Task to carry out
Would you output the whole of the data exactly?

+++ Dataset extract

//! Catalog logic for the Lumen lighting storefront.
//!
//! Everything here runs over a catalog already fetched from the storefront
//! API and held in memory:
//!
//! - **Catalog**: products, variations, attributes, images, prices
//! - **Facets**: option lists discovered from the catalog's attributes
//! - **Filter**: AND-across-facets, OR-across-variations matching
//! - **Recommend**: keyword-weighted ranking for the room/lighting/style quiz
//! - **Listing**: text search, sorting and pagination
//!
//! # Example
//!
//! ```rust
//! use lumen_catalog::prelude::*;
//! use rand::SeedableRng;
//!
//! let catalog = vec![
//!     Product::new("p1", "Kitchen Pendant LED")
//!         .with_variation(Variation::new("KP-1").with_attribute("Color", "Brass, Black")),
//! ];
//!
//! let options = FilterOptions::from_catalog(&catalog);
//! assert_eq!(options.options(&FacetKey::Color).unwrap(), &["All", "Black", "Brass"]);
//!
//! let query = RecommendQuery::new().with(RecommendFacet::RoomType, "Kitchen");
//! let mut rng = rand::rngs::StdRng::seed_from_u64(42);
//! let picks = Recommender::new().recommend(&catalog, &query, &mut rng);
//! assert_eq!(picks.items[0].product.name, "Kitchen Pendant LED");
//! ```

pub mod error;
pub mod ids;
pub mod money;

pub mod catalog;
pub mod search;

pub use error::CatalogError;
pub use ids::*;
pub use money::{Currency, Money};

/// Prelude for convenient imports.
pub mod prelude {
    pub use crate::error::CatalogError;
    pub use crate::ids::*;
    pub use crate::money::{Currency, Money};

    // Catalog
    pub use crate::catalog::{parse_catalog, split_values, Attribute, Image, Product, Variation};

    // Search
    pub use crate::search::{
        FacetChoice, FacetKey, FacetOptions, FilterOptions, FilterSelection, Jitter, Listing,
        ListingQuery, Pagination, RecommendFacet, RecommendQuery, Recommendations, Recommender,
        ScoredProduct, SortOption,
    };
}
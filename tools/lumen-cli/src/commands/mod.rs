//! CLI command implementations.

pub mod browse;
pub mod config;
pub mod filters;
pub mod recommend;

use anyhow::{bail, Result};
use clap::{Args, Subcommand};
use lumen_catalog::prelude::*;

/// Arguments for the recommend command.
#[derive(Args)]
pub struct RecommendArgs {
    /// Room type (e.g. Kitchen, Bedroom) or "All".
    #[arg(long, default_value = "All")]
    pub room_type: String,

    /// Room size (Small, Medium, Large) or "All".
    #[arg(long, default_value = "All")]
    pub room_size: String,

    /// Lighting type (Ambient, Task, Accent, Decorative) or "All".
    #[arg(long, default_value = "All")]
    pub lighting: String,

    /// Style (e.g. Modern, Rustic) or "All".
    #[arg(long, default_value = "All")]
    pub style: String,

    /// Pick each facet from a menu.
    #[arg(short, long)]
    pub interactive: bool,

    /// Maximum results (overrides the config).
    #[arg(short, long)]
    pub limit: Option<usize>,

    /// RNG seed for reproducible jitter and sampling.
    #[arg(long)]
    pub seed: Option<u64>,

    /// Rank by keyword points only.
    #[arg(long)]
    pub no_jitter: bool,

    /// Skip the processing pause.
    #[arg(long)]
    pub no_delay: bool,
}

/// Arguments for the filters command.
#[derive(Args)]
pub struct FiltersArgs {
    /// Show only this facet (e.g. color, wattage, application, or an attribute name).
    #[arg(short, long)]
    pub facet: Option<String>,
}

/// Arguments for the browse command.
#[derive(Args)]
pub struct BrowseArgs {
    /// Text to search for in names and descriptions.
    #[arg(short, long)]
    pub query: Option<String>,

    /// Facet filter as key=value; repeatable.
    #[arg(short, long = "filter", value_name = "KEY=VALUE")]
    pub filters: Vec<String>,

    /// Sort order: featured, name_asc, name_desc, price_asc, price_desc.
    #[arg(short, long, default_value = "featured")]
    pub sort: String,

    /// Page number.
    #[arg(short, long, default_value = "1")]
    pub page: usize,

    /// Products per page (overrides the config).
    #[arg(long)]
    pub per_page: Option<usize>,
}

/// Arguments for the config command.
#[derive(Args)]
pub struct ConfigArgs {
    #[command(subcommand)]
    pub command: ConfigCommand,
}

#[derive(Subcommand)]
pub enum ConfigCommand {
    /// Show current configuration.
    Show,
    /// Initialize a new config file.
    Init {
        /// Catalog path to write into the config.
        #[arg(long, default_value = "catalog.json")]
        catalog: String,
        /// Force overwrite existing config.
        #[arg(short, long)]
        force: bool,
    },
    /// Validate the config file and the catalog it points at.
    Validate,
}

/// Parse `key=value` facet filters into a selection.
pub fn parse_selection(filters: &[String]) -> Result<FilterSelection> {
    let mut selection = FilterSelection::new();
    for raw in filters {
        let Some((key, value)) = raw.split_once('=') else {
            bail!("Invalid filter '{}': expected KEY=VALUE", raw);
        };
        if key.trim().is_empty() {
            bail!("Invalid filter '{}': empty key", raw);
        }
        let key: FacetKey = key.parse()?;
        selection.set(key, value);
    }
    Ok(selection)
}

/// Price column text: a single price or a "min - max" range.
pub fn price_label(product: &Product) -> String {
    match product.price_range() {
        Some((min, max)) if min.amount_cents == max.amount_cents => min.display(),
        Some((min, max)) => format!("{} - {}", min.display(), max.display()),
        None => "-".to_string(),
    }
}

++++++

Response
//! Catalog logic for the Lumen lighting storefront.
//!
//! Everything here runs over a catalog already fetched from the storefront
//! API and held in memory:
//!
//! - **Catalog**: products, variations, attributes, images, prices
//! - **Facets**: option lists discovered from the catalog's attributes
//! - **Filter**: AND-across-facets, OR-across-variations matching
//! - **Recommend**: keyword-weighted ranking for the room/lighting/style quiz
//! - **Listing**: text search, sorting and pagination
//!
//! # Example
//!
//! ```rust
//! use lumen_catalog::prelude::*;
//! use rand::SeedableRng;
//!
//! let catalog = vec![
//!     Product::new("p1", "Kitchen Pendant LED")
//!         .with_variation(Variation::new("KP-1").with_attribute("Color", "Brass, Black")),
//! ];
//!
//! let options = FilterOptions::from_catalog(&catalog);
//! assert_eq!(options.options(&FacetKey::Color).unwrap(), &["All", "Black", "Brass"]);
//!
//! let query = RecommendQuery::new().with(RecommendFacet::RoomType, "Kitchen");
//! let mut rng = rand::rngs::StdRng::seed_from_u64(42);
//! let picks = Recommender::new().recommend(&catalog, &query, &mut rng);
//! assert_eq!(picks.items[0].product.name, "Kitchen Pendant LED");
//! ```

pub mod error;
pub mod ids;
pub mod money;

pub mod catalog;
pub mod search;

pub use error::CatalogError;
pub use ids::*;
pub use money::{Currency, Money};

/// Prelude for convenient imports.
pub mod prelude {
    pub use crate::error::CatalogError;
    pub use crate::ids::*;
    pub use crate::money::{Currency, Money};

    // Catalog
    pub use crate::catalog::{parse_catalog, split_values, Attribute, Image, Product, Variation};

    // Search
    pub use crate::search::{
        FacetChoice, FacetKey, FacetOptions, FilterOptions, FilterSelection, Jitter, Listing,
        ListingQuery, Pagination, RecommendFacet, RecommendQuery, Recommendations, Recommender,
        ScoredProduct, SortOption,
    };
}
filename tools/lumen-cli/src/commands/mod.rs
//! CLI command implementations.

pub mod browse;
pub mod config;
pub mod filters;
pub mod recommend;

use anyhow::{bail, Result};
use clap::{Args, Subcommand};
use lumen_catalog::prelude::*;

/// Arguments for the recommend command.
#[derive(Args)]
pub struct RecommendArgs {
    /// Room type (e.g. Kitchen, Bedroom) or "All".
    #[arg(long, default_value = "All")]
    pub room_type: String,

    /// Room size (Small, Medium, Large) or "All".
    #[arg(long, default_value = "All")]
    pub room_size: String,

    /// Lighting type (Ambient, Task, Accent, Decorative) or "All".
    #[arg(long, default_value = "All")]
    pub lighting: String,

    /// Style (e.g. Modern, Rustic) or "All".
    #[arg(long, default_value = "All")]
    pub style: String,

    /// Pick each facet from a menu.
    #[arg(short, long)]
    pub interactive: bool,

    /// Maximum results (overrides the config).
    #[arg(short, long)]
    pub limit: Option<usize>,

    /// RNG seed for reproducible jitter and sampling.
    #[arg(long)]
    pub seed: Option<u64>,

    /// Rank by keyword points only.
    #[arg(long)]
    pub no_jitter: bool,

    /// Skip the processing pause.
    #[arg(long)]
    pub no_delay: bool,
}

/// Arguments for the filters command.
#[derive(Args)]
pub struct FiltersArgs {
    /// Show only this facet (e.g. color, wattage, application, or an attribute name).
    #[arg(short, long)]
    pub facet: Option<String>,
}

/// Arguments for the browse command.
#[derive(Args)]
pub struct BrowseArgs {
    /// Text to search for in names and descriptions.
    #[arg(short, long)]
    pub query: Option<String>,

    /// Facet filter as key=value; repeatable.
    #[arg(short, long = "filter", value_name = "KEY=VALUE")]
    pub filters: Vec<String>,

    /// Sort order: featured, name_asc, name_desc, price_asc, price_desc.
    #[arg(short, long, default_value = "featured")]
    pub sort: String,

    /// Page number.
    #[arg(short, long, default_value = "1")]
    pub page: usize,

    /// Products per page (overrides the config).
    #[arg(long)]
    pub per_page: Option<usize>,
}

/// Arguments for the config command.
#[derive(Args)]
pub struct ConfigArgs {
    #[command(subcommand)]
    pub command: ConfigCommand,
}

#[derive(Subcommand)]
pub enum ConfigCommand {
    /// Show current configuration.
    Show,
    /// Initialize a new config file.
    Init {
        /// Catalog path to write into the config.
        #[arg(long, default_value = "catalog.json")]
        catalog: String,
        /// Force overwrite existing config.
        #[arg(short, long)]
        force: bool,
    },
    /// Validate the config file and the catalog it points at.
    Validate,
}

/// Parse `key=value` facet filters into a selection.
pub fn parse_selection(filters: &[String]) -> Result<FilterSelection> {
    let mut selection = FilterSelection::new();
    for raw in filters {
        let Some((key, value)) = raw.split_once('=') else {
            bail!("Invalid filter '{}': expected KEY=VALUE", raw);
        };
        if key.trim().is_empty() {
            bail!("Invalid filter '{}': empty key", raw);
        }
        let key: FacetKey = key.parse()?;
        selection.set(key, value);
    }
    Ok(selection)
}

/// Price column text: a single price or a "min - max" range.
pub fn price_label(product: &Product) -> String {
    match product.price_range() {
        Some((min, max)) if min.amount_cents == max.amount_cents => min.display(),
        Some((min, max)) => format!("{} - {}", min.display(), max.display()),
        None => "-".to_string(),
    }
}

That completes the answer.